→ **Supplied material**:

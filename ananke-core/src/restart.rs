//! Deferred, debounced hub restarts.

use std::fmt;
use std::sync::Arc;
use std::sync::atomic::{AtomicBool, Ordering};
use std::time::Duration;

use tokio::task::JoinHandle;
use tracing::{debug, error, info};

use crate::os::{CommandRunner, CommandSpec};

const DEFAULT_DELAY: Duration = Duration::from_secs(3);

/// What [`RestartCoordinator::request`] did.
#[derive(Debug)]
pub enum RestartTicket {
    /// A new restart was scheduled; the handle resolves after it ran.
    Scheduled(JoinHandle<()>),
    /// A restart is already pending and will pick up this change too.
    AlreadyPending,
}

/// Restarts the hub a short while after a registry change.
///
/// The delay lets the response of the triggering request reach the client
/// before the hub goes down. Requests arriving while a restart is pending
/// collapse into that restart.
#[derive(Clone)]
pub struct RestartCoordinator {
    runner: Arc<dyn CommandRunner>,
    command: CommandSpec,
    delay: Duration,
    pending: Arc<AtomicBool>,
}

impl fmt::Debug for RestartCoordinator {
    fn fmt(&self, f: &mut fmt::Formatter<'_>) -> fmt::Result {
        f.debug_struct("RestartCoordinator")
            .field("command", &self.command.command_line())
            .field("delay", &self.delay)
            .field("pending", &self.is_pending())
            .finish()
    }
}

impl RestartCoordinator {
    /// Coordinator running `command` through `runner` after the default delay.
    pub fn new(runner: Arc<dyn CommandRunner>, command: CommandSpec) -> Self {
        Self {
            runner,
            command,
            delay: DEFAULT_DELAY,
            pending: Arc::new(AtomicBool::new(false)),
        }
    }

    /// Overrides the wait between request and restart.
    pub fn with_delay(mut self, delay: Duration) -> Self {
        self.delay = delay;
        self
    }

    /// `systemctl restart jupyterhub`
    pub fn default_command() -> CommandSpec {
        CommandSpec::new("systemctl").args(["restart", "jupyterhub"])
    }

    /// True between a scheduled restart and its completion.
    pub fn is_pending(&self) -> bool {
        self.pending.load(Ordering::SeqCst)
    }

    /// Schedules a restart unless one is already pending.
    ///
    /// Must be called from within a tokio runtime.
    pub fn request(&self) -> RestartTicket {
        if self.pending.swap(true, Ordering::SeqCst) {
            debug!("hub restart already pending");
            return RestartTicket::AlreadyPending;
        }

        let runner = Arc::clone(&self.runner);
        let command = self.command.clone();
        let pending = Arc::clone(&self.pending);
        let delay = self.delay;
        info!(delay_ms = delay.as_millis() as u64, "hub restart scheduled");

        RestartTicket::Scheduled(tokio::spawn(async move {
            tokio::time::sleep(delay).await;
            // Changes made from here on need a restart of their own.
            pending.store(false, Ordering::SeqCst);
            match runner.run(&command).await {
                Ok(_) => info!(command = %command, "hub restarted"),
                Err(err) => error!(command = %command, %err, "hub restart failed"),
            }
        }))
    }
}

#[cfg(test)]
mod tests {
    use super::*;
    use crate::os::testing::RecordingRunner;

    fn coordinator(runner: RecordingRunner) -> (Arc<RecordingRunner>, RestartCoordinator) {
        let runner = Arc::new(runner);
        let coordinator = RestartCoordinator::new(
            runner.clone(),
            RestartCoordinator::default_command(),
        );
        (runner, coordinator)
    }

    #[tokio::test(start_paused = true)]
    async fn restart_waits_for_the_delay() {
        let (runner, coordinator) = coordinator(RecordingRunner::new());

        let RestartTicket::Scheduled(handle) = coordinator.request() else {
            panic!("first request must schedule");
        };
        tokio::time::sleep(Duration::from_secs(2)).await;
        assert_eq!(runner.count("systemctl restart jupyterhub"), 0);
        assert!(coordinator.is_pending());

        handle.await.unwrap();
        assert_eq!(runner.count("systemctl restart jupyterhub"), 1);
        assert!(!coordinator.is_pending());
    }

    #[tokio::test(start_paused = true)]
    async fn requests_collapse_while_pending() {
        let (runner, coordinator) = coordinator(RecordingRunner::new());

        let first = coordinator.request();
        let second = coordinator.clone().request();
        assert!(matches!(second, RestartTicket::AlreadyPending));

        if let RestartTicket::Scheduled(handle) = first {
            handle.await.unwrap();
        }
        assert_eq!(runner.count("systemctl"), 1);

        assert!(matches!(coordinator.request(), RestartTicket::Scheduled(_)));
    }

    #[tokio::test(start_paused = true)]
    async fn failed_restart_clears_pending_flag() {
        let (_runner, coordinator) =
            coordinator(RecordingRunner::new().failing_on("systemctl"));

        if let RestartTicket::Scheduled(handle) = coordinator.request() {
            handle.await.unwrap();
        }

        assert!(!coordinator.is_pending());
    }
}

→ **Problem statement**:
Please copy out each line of the material that holds the string "crate".

→ **Exercise answer**:
use crate::os::{CommandRunner, CommandSpec};
    use crate::os::testing::RecordingRunner;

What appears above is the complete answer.